Albums of the Year 2021: Katherine Priddy - The Eternal Rocks Beneath

Albums of the Year 2021: Katherine Priddy - The Eternal Rocks Beneath

A striking debut leads the pack through a second long year of pandemic

Katherine Priddy’s debut album came out in the summer, and it’s remained a high point for the rest of the year as 2021 plays out to the sombre drums and drones of resurgent pandemic warnings, fresh lockdowns, closed venues, silenced auditoriums. Her last gig of the year was at St Pancras Old Church on 16th December.

I intended to be there, but Omicron infection rates ballooned to the point that going anywhere seemed no longer possible.

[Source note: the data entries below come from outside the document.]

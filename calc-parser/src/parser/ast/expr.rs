use crate::parser::{
    ast::{binary::Binary, call::{Call, Derivative}, nary::Nary, unary::Unary},
    token::op::{BinOpKind, NaryOpKind, UnaryOpKind},
    Precedence,
};
use std::{collections::HashMap, ops};

#[cfg(feature = "serde")]
use serde::{Deserialize, Serialize};

/// Represents any kind of expression in the language.
///
/// Every node exclusively owns its children. Use [`Clone`] to obtain an independent deep copy.
#[derive(Debug, Clone, PartialEq)]
#[cfg_attr(feature = "serde", derive(Serialize, Deserialize))]
pub enum Expr {
    /// A number literal, or a number produced by a transformation.
    Number(f64),

    /// A variable or constant, such as `x` or `pi`.
    Variable(String),

    /// A binary operation, such as `1 + 2`.
    Binary(Binary),

    /// A unary operation, such as `-x`.
    Unary(Unary),

    /// A function call, such as `f(x)`.
    Call(Call),

    /// A numeric derivative request, such as `f'(x)`.
    Derivative(Derivative),

    /// A flattened sum or product, only used during simplification.
    Nary(Nary),
}

impl Expr {
    /// Creates a variable expression.
    pub fn var(name: impl Into<String>) -> Self {
        Expr::Variable(name.into())
    }

    /// Creates a function call expression.
    pub fn call(name: impl Into<String>, args: Vec<Expr>) -> Self {
        Expr::Call(Call::new(name, args))
    }

    /// Creates a binary expression.
    pub fn binary(lhs: Expr, op: BinOpKind, rhs: Expr) -> Self {
        Expr::Binary(Binary::new(lhs, op, rhs))
    }

    /// Creates an n-ary expression.
    pub fn nary(op: NaryOpKind, args: Vec<Expr>) -> Self {
        Expr::Nary(Nary { op, args })
    }

    /// Creates the expression `self ^ exp`.
    pub fn pow(self, exp: impl Into<Expr>) -> Self {
        Expr::binary(self, BinOpKind::Exp, exp.into())
    }

    /// Returns the value of this expression if it is a number.
    pub fn as_number(&self) -> Option<f64> {
        match self {
            Expr::Number(n) => Some(*n),
            _ => None,
        }
    }

    /// Returns true if this expression is exactly the given number.
    pub fn is_number(&self, value: f64) -> bool {
        self.as_number() == Some(value)
    }

    /// Returns the name of this expression if it is a variable.
    pub fn as_variable(&self) -> Option<&str> {
        match self {
            Expr::Variable(name) => Some(name),
            _ => None,
        }
    }

    /// Returns the precedence of the expression, used to decide where parentheses are needed when
    /// it is printed as the operand of another expression.
    pub fn precedence(&self) -> Precedence {
        match self {
            Expr::Number(n) if n.is_sign_negative() => Precedence::Neg,
            Expr::Number(_) | Expr::Variable(_) | Expr::Call(_) | Expr::Derivative(_) => Precedence::Atom,
            Expr::Binary(binary) => binary.precedence(),
            Expr::Unary(unary) => unary.precedence(),
            Expr::Nary(nary) => nary.precedence(),
        }
    }

    /// Rebuilds the tree bottom-up: every node first has its children transformed, then is passed
    /// to `f`, whose output replaces it.
    ///
    /// The first error returned by `f` aborts the whole traversal.
    pub fn transform_post_order<F, E>(self, f: &mut F) -> Result<Expr, E>
    where
        F: FnMut(Expr) -> Result<Expr, E>,
    {
        let rebuilt = match self {
            Expr::Number(_) | Expr::Variable(_) => self,
            Expr::Binary(Binary { lhs, op, rhs }) => {
                let lhs = (*lhs).transform_post_order(f)?;
                let rhs = (*rhs).transform_post_order(f)?;
                Expr::binary(lhs, op, rhs)
            },
            Expr::Unary(Unary { operand, op }) => Expr::Unary(Unary {
                operand: Box::new((*operand).transform_post_order(f)?),
                op,
            }),
            Expr::Call(Call { name, args }) => Expr::Call(Call {
                name,
                args: transform_all(args, f)?,
            }),
            Expr::Derivative(Derivative { name, args, order }) => Expr::Derivative(Derivative {
                name,
                args: transform_all(args, f)?,
                order,
            }),
            Expr::Nary(Nary { op, args }) => Expr::Nary(Nary {
                op,
                args: transform_all(args, f)?,
            }),
        };
        f(rebuilt)
    }

    /// Returns a copy of this expression where every variable named in `bindings` is replaced by
    /// a copy of the bound expression.
    ///
    /// Function names are not variables and are never replaced.
    pub fn substitute(&self, bindings: &HashMap<&str, &Expr>) -> Expr {
        let sub = |expr: &Expr| expr.substitute(bindings);
        match self {
            Expr::Number(n) => Expr::Number(*n),
            Expr::Variable(name) => bindings
                .get(name.as_str())
                .map(|&expr| expr.clone())
                .unwrap_or_else(|| Expr::Variable(name.clone())),
            Expr::Binary(binary) => Expr::binary(sub(&binary.lhs), binary.op, sub(&binary.rhs)),
            Expr::Unary(unary) => Expr::Unary(Unary {
                operand: Box::new(sub(&unary.operand)),
                op: unary.op,
            }),
            Expr::Call(call) => Expr::call(call.name.clone(), call.args.iter().map(sub).collect()),
            Expr::Derivative(derivative) => Expr::Derivative(Derivative {
                name: derivative.name.clone(),
                args: derivative.args.iter().map(sub).collect(),
                order: derivative.order,
            }),
            Expr::Nary(nary) => Expr::nary(nary.op, nary.args.iter().map(sub).collect()),
        }
    }
}

/// Transforms each expression in the list, stopping at the first error.
fn transform_all<F, E>(args: Vec<Expr>, f: &mut F) -> Result<Vec<Expr>, E>
where
    F: FnMut(Expr) -> Result<Expr, E>,
{
    args.into_iter()
        .map(|arg| arg.transform_post_order(f))
        .collect()
}

impl From<f64> for Expr {
    fn from(value: f64) -> Self {
        Expr::Number(value)
    }
}

/// Implements a binary operator trait for [`Expr`] that builds the corresponding (unsimplified)
/// binary node.
macro_rules! impl_bin_op {
    ($trait:ident, $method:ident, $kind:ident) => {
        impl<T: Into<Expr>> ops::$trait<T> for Expr {
            type Output = Expr;

            fn $method(self, rhs: T) -> Expr {
                Expr::binary(self, BinOpKind::$kind, rhs.into())
            }
        }
    };
}

impl_bin_op!(Add, add, Add);
impl_bin_op!(Sub, sub, Sub);
impl_bin_op!(Mul, mul, Mul);
impl_bin_op!(Div, div, Div);

impl ops::Neg for Expr {
    type Output = Expr;

    fn neg(self) -> Expr {
        Expr::Unary(Unary {
            operand: Box::new(self),
            op: UnaryOpKind::Neg,
        })
    }
}

#[cfg(test)]
mod tests {
    use pretty_assertions::assert_eq;
    use super::*;

    #[test]
    fn operators_build_unsimplified_nodes() {
        let expr = Expr::var("x") * 2.0 + -Expr::var("y");
        assert_eq!(expr, Expr::binary(
            Expr::binary(Expr::var("x"), BinOpKind::Mul, Expr::Number(2.0)),
            BinOpKind::Add,
            Expr::Unary(Unary {
                operand: Box::new(Expr::var("y")),
                op: UnaryOpKind::Neg,
            }),
        ));
    }

    #[test]
    fn copy_is_independent() {
        let original = Expr::call("f", vec![Expr::var("x") + 1.0]);
        let mut copy = original.clone();
        assert_eq!(copy, original);

        if let Expr::Call(call) = &mut copy {
            call.args.push(Expr::Number(2.0));
        }
        assert_ne!(copy, original);
        assert_eq!(original, Expr::call("f", vec![Expr::var("x") + 1.0]));
    }

    #[test]
    fn transform_visits_children_first() {
        let expr = Expr::call("f", vec![Expr::var("a"), Expr::var("b") * 3.0]);
        let mut visited = Vec::new();
        let out = expr.clone().transform_post_order(&mut |node| {
            visited.push(node.to_string());
            Ok::<_, ()>(node)
        }).unwrap();

        assert_eq!(out, expr);
        assert_eq!(visited, vec!["a", "b", "3", "b * 3", "f(a, b * 3)"]);
    }

    #[test]
    fn transform_stops_at_first_error() {
        let expr = Expr::var("a") + Expr::var("b");
        let result = expr.transform_post_order(&mut |node| match node {
            Expr::Variable(name) if name == "b" => Err(name),
            node => Ok(node),
        });
        assert_eq!(result, Err("b".to_string()));
    }

    #[test]
    fn substitute_replaces_variables_only() {
        let body = Expr::call("x", vec![Expr::var("x")]) * Expr::var("y");
        let arg = Expr::var("t") + 1.0;
        let bindings = HashMap::from([("x", &arg)]);

        assert_eq!(
            body.substitute(&bindings),
            Expr::call("x", vec![Expr::var("t") + 1.0]) * Expr::var("y"),
        );
    }
}
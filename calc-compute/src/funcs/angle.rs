//! Conversions between radians and degrees.

use crate::numerical::func::DomainError;

/// Converts radians to degrees.
pub fn deg(n: f64) -> Result<f64, DomainError> {
    Ok(n.to_degrees())
}

/// Converts degrees to radians.
pub fn rad(n: f64) -> Result<f64, DomainError> {
    Ok(n.to_radians())
}
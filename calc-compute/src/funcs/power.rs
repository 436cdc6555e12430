//! Powers, roots, exponentials, and logarithms.
//!
//! Arguments outside of the real domain of a function produce NaN, like the `^` operator does.

use crate::numerical::func::DomainError;

/// `b^e`, identical to the `^` operator.
pub fn pow(b: f64, e: f64) -> Result<f64, DomainError> {
    Ok(b.powf(e))
}

pub fn sqrt(n: f64) -> Result<f64, DomainError> {
    Ok(n.sqrt())
}

/// `e^n`
pub fn exp(n: f64) -> Result<f64, DomainError> {
    Ok(n.exp())
}

/// Natural logarithm.
pub fn ln(n: f64) -> Result<f64, DomainError> {
    Ok(n.ln())
}

/// Base 10 logarithm.
pub fn log(n: f64) -> Result<f64, DomainError> {
    Ok(n.log10())
}
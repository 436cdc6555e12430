//! Numeric differentiation and integration of an expression with respect to a variable.

use calc_parser::parser::ast::expr::Expr;
use crate::numerical::{
    ctxt::Ctxt,
    error::{Error, InvalidRectangleCount, NonIdentifierArgument},
    eval::Eval,
    func::check_arity,
};

/// The largest value of `INT_NUM_RECTS` that [`nintegral`] accepts.
pub const MAX_INT_NUM_RECTS: f64 = 1e7;

/// Returns the name of the variable given as the argument at `index`.
pub(crate) fn identifier_arg<'a>(func: &str, args: &'a [Expr], index: usize) -> Result<&'a str, Error> {
    args.get(index)
        .and_then(Expr::as_variable)
        .ok_or_else(|| Error::spanless(NonIdentifierArgument { name: func.to_string(), index }))
}

/// Evaluates `expr` with `var` bound to `at`.
///
/// The binding is made in a copy of the innermost call frame, so the parameters of an enclosing
/// user function stay visible.
pub(crate) fn eval_at(expr: &Expr, var: &str, at: f64, ctxt: &mut Ctxt) -> Result<f64, Error> {
    let mut frame = ctxt.current_frame().cloned().unwrap_or_default();
    frame.bind(var, at);
    let mut scope = ctxt.push_frame(frame)?;
    expr.eval(&mut scope)
}

/// `nderiv(expr, var, at)`: the derivative of `expr` with respect to `var` at `at`, computed with
/// a central difference of step `DERIV_STEP`.
pub fn nderiv(args: &[Expr], ctxt: &mut Ctxt) -> Result<f64, Error> {
    check_arity("nderiv", 3, args.len())?;
    let var = identifier_arg("nderiv", args, 1)?;
    let at = args[2].eval(ctxt)?;
    let step = ctxt.deriv_step();

    let ahead = eval_at(&args[0], var, at + step, ctxt)?;
    let behind = eval_at(&args[0], var, at - step, ctxt)?;
    Ok((ahead - behind) / (2.0 * step))
}

/// `nintegral(expr, var, lo, hi)`: the integral of `expr` with respect to `var` from `lo` to `hi`,
/// computed with the midpoint rule over `INT_NUM_RECTS` rectangles.
pub fn nintegral(args: &[Expr], ctxt: &mut Ctxt) -> Result<f64, Error> {
    check_arity("nintegral", 4, args.len())?;
    let var = identifier_arg("nintegral", args, 1)?;
    let lo = args[2].eval(ctxt)?;
    let hi = args[3].eval(ctxt)?;

    let rects = ctxt.int_num_rects();
    if !(1.0..=MAX_INT_NUM_RECTS).contains(&rects) {
        return Err(Error::spanless(InvalidRectangleCount { value: rects, max: MAX_INT_NUM_RECTS }));
    }
    let rects = rects as u64;
    let width = (hi - lo) / rects as f64;
    let mut area = 0.0;
    for i in 0..rects {
        let mid = lo + (i as f64 + 0.5) * width;
        area += eval_at(&args[0], var, mid, ctxt)? * width;
    }
    Ok(area)
}

#[cfg(test)]
mod tests {
    use assert_float_eq::assert_float_absolute_eq;
    use calc_error::ErrorCategory;
    use calc_parser::parser::parse;
    use super::*;

    fn run(ctxt: &mut Ctxt, source: &str) -> Result<f64, Error> {
        parse(source)?.eval(ctxt)
    }

    #[test]
    fn derivative_at_point() {
        let mut ctxt = Ctxt::default();
        assert_float_absolute_eq!(run(&mut ctxt, "nderiv(x^2, x, 3)").unwrap(), 6.0, 1e-4);
        assert_float_absolute_eq!(run(&mut ctxt, "nderiv(sin(t), t, 0)").unwrap(), 1.0, 1e-4);
    }

    #[test]
    fn integral_over_interval() {
        let mut ctxt = Ctxt::default();
        assert_float_absolute_eq!(run(&mut ctxt, "nintegral(x^2, x, 0, 3)").unwrap(), 9.0, 1e-2);

        ctxt.add_var("INT_NUM_RECTS", 1000.0);
        assert_float_absolute_eq!(run(&mut ctxt, "nintegral(cos(x), x, 0, pi / 2)").unwrap(), 1.0, 1e-4);
    }

    #[test]
    fn rectangle_count_is_bounded() {
        let mut ctxt = Ctxt::default();
        for rects in [f64::INFINITY, 1e15, 0.0, -3.0, f64::NAN] {
            ctxt.add_var("INT_NUM_RECTS", rects);
            let err = run(&mut ctxt, "nintegral(x, x, 0, 1)").unwrap_err();
            assert_eq!(err.category(), ErrorCategory::Argument);
        }

        ctxt.add_var("INT_NUM_RECTS", f64::INFINITY);
        assert_eq!(
            run(&mut ctxt, "nintegral(x, x, 0, 1)").unwrap_err().message(),
            "`INT_NUM_RECTS` must be between 1 and 10000000; got inf",
        );

        ctxt.add_var("INT_NUM_RECTS", 1.0);
        assert_float_absolute_eq!(run(&mut ctxt, "nintegral(x, x, 0, 1)").unwrap(), 0.5, 1e-9);
    }

    #[test]
    fn binding_is_local() {
        let mut ctxt = Ctxt::default();
        ctxt.add_var("x", 10.0);
        run(&mut ctxt, "nderiv(x^2, x, 3)").unwrap();
        assert_eq!(ctxt.get_var("x"), 10.0);
        assert_eq!(ctxt.call_depth(), 0);
    }

    #[test]
    fn sees_enclosing_parameters() {
        let mut ctxt = Ctxt::default();
        run(&mut ctxt, "slope(a) = nderiv(a * x^2, x, 1)").unwrap();
        assert_float_absolute_eq!(run(&mut ctxt, "slope(5)").unwrap(), 10.0, 1e-4);
    }

    #[test]
    fn variable_must_be_identifier() {
        let mut ctxt = Ctxt::default();
        let err = run(&mut ctxt, "nderiv(x^2, 2, 3)").unwrap_err();
        assert_eq!(err.category(), ErrorCategory::Expression);
        assert_eq!(err.message(), "argument 2 of `nderiv` must be an identifier");

        let err = run(&mut ctxt, "nintegral(x, x, 1)").unwrap_err();
        assert_eq!(err.category(), ErrorCategory::FunctionCall);
    }
}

Hello, and goodbye, to 2021.

So I’m here at home again, hunkering down, listening to the songs from The Eternal Rocks Beneath, astonished again at their maturity and insight, the memorability of the imagery, and the assurance and capability of her performances. Check out her new video for the song “Eurydice”, its stern message of Don’t Look Back flashing like a warning sign at the mouth of the darkest cave, the song stacked with big choruses and an epic, big-ballad reach as she finds and brings out the compelling human story embedded within the myth.

Despite this second long year of pandemic, folk music had a strong showing in terms of album releases, with the return of Spell Songs, featuring a range of Scottish folk talents (Karine Polwart, Julie Fowlis, Kris Drever among them) and Seckou Keita setting Robert MacFarlane’s poems to music. Rhythms of Migration includes Seckou’s musical partner, harpist Catrin Finch, among an instrumental line up creating this compelling musical journey, while among the duos, Seckou Keita reunited with Cuban pianist Omar Sosa for the mellifluous lockdown collaboration Suba, Hannah James and Toby Kuhn delivered beguiling instrumental magic on Sleeping Spirals, and Boden got it together with Spiers to renew their acquaintance for Fallow Ground.

As for the solo highlights, Piers Faccini’s Shapes of the Fall was packed with intensity and variety, Josienne Clarke’s A Small Unknowable Thing excelled in condensed candour, arttistic assertion and gleefully scuzzy electric guitar, and Irish folk welcomed a distinct new talent in John Francis Flynn, whose debut, I Would Not Live Always, is on the excellent River Lea imprint on Rough Trade.

Two More Essential Albums of 2021

Spell Songs II – Various artists

Suba – Omar Sosa and Seckou Keita

Musical Experiences of the Year

Bob Dylan’s Shadow Kingdom. A noir, monochrome setting from director Alma Har’el for the Bard of Hibbing’s re-visioning of songs from across his career, appearing then disappearing forever like a bubble of hallucinogenic poetic gas on the internet.

Justin Adams and Mauro Durante, The Green Note, London Monday, 25 October. A brilliant, intimate showcase for Still Moving, from the stellar British guitarist and instrumental king-pin of southern Italy’s Canzoniere Grecanico Salentino.

Track of the Year

The chorus of Abba's 'Keep an Eye on Dan' is still going around my head.